Since being discarded by voters and relegated to the backbench by new Coalition leader Peter Dutton, Scott Morrison has suffered a catastrophic financial setback.
Insiders predict that he will soon leave politics for a high-paying career in large business, or maybe become a preacher on the lucrative Christian speech circuit in the United States.
Mr Morrison’s annual PM remuneration of $549,250 was lowered substantially overnight, from $45,750 per month to $26,692 per month after tax.
Instead, he’ll have to make do with a conventional MP’s wage of $2,717 per week after taxes on his new $211,250 annual compensation.
That still works out to $107 per hour, compared to the federal minimum wage of $20.33, but his girls’ private school tuition will eat up a fifth of that.
He also lost access to the all-expenses-paid lifestyle that comes with being Prime Minister, as well as official residences and personnel at Sydney’s Kirribilli House and Canberra’s The Lodge.
As Prime Minister, he could spend up to $2 million per year on expenses, including staff costs, amassing a total of about $600,000 between April and June 2021.
Bridget Archer, a backbench Liberal MP, claimed over $35,000 per month in total for office, travel, and staff expenses during the same time period.
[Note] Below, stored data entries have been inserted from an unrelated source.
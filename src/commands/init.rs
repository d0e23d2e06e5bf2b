//! `playport init` command.

use std::path::PathBuf;

use super::Workspace;
use crate::context::ServiceContext;
use crate::project::{read_project_info, Scaffold};

/// Writes the Playwright project skeleton into the output folder.
///
/// # Errors
///
/// Returns an error string if the project descriptor cannot be read or a
/// skeleton file cannot be written.
pub fn run(ctx: &ServiceContext, workspace: &Workspace) -> Result<Vec<PathBuf>, String> {
    let info = read_project_info(ctx.fs.as_ref(), &workspace.input)?;
    let written = Scaffold::new(ctx.fs.as_ref(), &workspace.output, &info).write_all()?;
    println!(
        "Initialized {} {} in {}",
        info.name,
        info.version,
        workspace.output.display()
    );
    Ok(written)
}
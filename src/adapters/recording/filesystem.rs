//! Recording adapter for the `FileSystem` port.

use std::path::Path;

use serde::Serialize;

use super::{record_interaction, record_result};
use crate::cassette::session::SharedRecorder;
use crate::ports::FileSystem;

/// Records filesystem interactions while delegating to an inner implementation.
pub struct RecordingFileSystem {
    inner: Box<dyn FileSystem>,
    recorder: SharedRecorder,
}

impl RecordingFileSystem {
    /// Creates a new recording filesystem wrapping the given implementation.
    pub fn new(inner: Box<dyn FileSystem>, recorder: SharedRecorder) -> Self {
        Self { inner, recorder }
    }
}

#[derive(Serialize)]
struct PathInput {
    path: String,
}

impl PathInput {
    fn new(path: &Path) -> Self {
        Self { path: path.display().to_string() }
    }
}

/// Writes record the byte length, not the contents; generated files are
/// reproduced from the llm cassette on replay.
#[derive(Serialize)]
struct WriteInput {
    path: String,
    bytes: usize,
}

impl FileSystem for RecordingFileSystem {
    fn read_to_string(
        &self,
        path: &Path,
    ) -> Result<String, Box<dyn std::error::Error + Send + Sync>> {
        let result = self.inner.read_to_string(path);
        record_result(&self.recorder, "fs", "read_to_string", &PathInput::new(path), &result);
        result
    }

    fn write(
        &self,
        path: &Path,
        contents: &str,
    ) -> Result<(), Box<dyn std::error::Error + Send + Sync>> {
        let result = self.inner.write(path, contents);
        let input = WriteInput { path: path.display().to_string(), bytes: contents.len() };
        record_result(&self.recorder, "fs", "write", &input, &result);
        result
    }

    fn create_dir_all(&self, path: &Path) -> Result<(), Box<dyn std::error::Error + Send + Sync>> {
        let result = self.inner.create_dir_all(path);
        record_result(&self.recorder, "fs", "create_dir_all", &PathInput::new(path), &result);
        result
    }

    fn is_dir(&self, path: &Path) -> bool {
        let result = self.inner.is_dir(path);
        record_interaction(&self.recorder, "fs", "is_dir", &PathInput::new(path), &result);
        result
    }

    fn list_dir(
        &self,
        path: &Path,
    ) -> Result<Vec<String>, Box<dyn std::error::Error + Send + Sync>> {
        let result = self.inner.list_dir(path);
        record_result(&self.recorder, "fs", "list_dir", &PathInput::new(path), &result);
        result
    }
}
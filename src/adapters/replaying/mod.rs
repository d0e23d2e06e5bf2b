//! Replaying adapters that serve recorded interactions from a cassette.

pub mod filesystem;
pub mod llm;

use std::sync::Mutex;

use serde::de::DeserializeOwned;
use serde_json::Value;

use crate::cassette::replayer::CassetteReplayer;

pub use filesystem::ReplayingFileSystem;
pub use llm::ReplayingLlmClient;

/// Takes the recorded output of the next `port`/`method` call.
pub(crate) fn next_output(
    replayer: &Mutex<CassetteReplayer>,
    port: &str,
    method: &str,
) -> Result<Value, String> {
    let mut guard = replayer.lock().unwrap_or_else(std::sync::PoisonError::into_inner);
    guard.next_interaction(port, method).map(|interaction| interaction.output)
}

/// Decodes the next recorded result of a fallible `port`/`method` call.
///
/// An exhausted cassette comes back as the call's error.
pub(crate) fn replay_next<T: DeserializeOwned>(
    replayer: &Mutex<CassetteReplayer>,
    port: &str,
    method: &str,
) -> Result<T, Box<dyn std::error::Error + Send + Sync>> {
    let output = next_output(replayer, port, method)?;
    replay_result(output, &format!("{port}::{method}"))
}

/// Decodes a recorded `{"Ok": v}` / `{"Err": message}` output.
///
/// A bare value without either key is treated as `Ok`, which keeps
/// hand-written cassettes short.
pub(crate) fn replay_result<T: DeserializeOwned>(
    output: Value,
    context: &str,
) -> Result<T, Box<dyn std::error::Error + Send + Sync>> {
    if let Some(err) = output.get("Err") {
        return Err(err.as_str().unwrap_or("unknown error").to_string().into());
    }
    let value = match output {
        Value::Object(mut map) if map.contains_key("Ok") => map.remove("Ok").unwrap_or(Value::Null),
        other => other,
    };
    serde_json::from_value(value).map_err(|e| format!("{context}: failed to deserialize: {e}").into())
}

#[cfg(test)]
mod tests {
    use super::*;
    use serde_json::json;

    #[test]
    fn ok_wrapper_and_bare_value_decode_alike() {
        let wrapped: String = replay_result(json!({"Ok": "text"}), "t").unwrap();
        let bare: String = replay_result(json!("text"), "t").unwrap();
        assert_eq!(wrapped, bare);
    }

    #[test]
    fn err_wrapper_becomes_error() {
        let result: Result<String, _> = replay_result(json!({"Err": "permission denied"}), "t");
        assert_eq!(result.unwrap_err().to_string(), "permission denied");
    }

    #[test]
    fn unit_result_decodes_from_null() {
        let result: Result<(), _> = replay_result(json!({"Ok": null}), "fs::write");
        assert!(result.is_ok());
    }
}
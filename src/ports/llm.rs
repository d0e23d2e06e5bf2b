//! LLM client port for the code-generation service.

use std::error::Error;
use std::future::Future;
use std::pin::Pin;

use serde::{Deserialize, Serialize};

/// Boxed future type alias used by [`LlmClient`] to keep the trait dyn-compatible.
pub type CompletionFuture<'a> = Pin<
    Box<dyn Future<Output = Result<CompletionResponse, Box<dyn Error + Send + Sync>>> + Send + 'a>,
>;

/// A request to generate a completion from an LLM.
#[derive(Debug, Clone, Serialize, Deserialize, PartialEq)]
pub struct CompletionRequest {
    /// The model identifier (e.g. `"gpt-4o-mini"`).
    pub model: String,
    /// The system instruction describing the conversion rules.
    pub system: String,
    /// The user message carrying the batched source files.
    pub prompt: String,
    /// Maximum number of tokens to generate.
    pub max_tokens: u32,
    /// Sampling temperature; lower is more deterministic.
    pub temperature: f32,
    /// Nucleus sampling cutoff.
    pub top_p: f32,
}

/// The response from an LLM completion call.
#[derive(Debug, Clone, Serialize, Deserialize, PartialEq)]
pub struct CompletionResponse {
    /// The generated text.
    pub text: String,
    /// Number of prompt tokens consumed.
    #[serde(default)]
    pub prompt_tokens: u32,
    /// Number of completion tokens generated.
    #[serde(default)]
    pub completion_tokens: u32,
}

/// Sends completion requests to a language model.
pub trait LlmClient: Send + Sync {
    /// Generates a completion for the given request.
    ///
    /// # Errors
    ///
    /// Returns an error if the request fails (network, auth, rate-limit, etc.).
    fn complete(&self, request: &CompletionRequest) -> CompletionFuture<'_>;
}
//! Response splitting.

/// Splits `text` on every occurrence of `delimiter`. Segments are not trimmed.
#[must_use]
pub fn split(text: &str, delimiter: &str) -> Vec<String> {
    text.split(delimiter).map(str::to_string).collect()
}

/// Drops whitespace-only segments at the end only, which is what a trailing
/// delimiter leaves behind. Interior segments keep their positions.
pub fn trim_trailing_blank(segments: &mut Vec<String>) {
    while segments.last().is_some_and(|s| s.trim().is_empty()) {
        segments.pop();
    }
}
The Australian Prime Minister earns one of the highest salaries in the world, ranking seventh among world leaders and around ten times the country’s median earnings.
Mr Morrison confessed earlier this year that he had no idea how much milk or fast antigen testing cost, but he’s about to get a crash course in living costs.
He’ll now have to deal with the hard realities of increasing inflation and rising interest rates as a result of his spectacular shift of fortunes.
Despite the large salary he has received since succeeding Malcolm Turnbull as Prime Minister in the 2018 Liberal leadership coup, the ex-PM still has a mortgage.
Mr Morrison said he is still paying off their Port Hacking family property in Sydney’s south in his most recent entry in the register of MPs’ interests.
With a loan from the Commonwealth Bank, he and his wife Jenny purchased the three-bedroom property in 2009 for $920,000, which is now valued at almost $ 3 million.
School tuition for Abbey, 14, and Lily, 12, will take up a significant portion of his backbench pay.
Their prestigious Baptist school charges over $36,000 each year for both of them (although he does get a 10% discount for having two children enrolled), which is roughly a fifth of his annual take-home salary.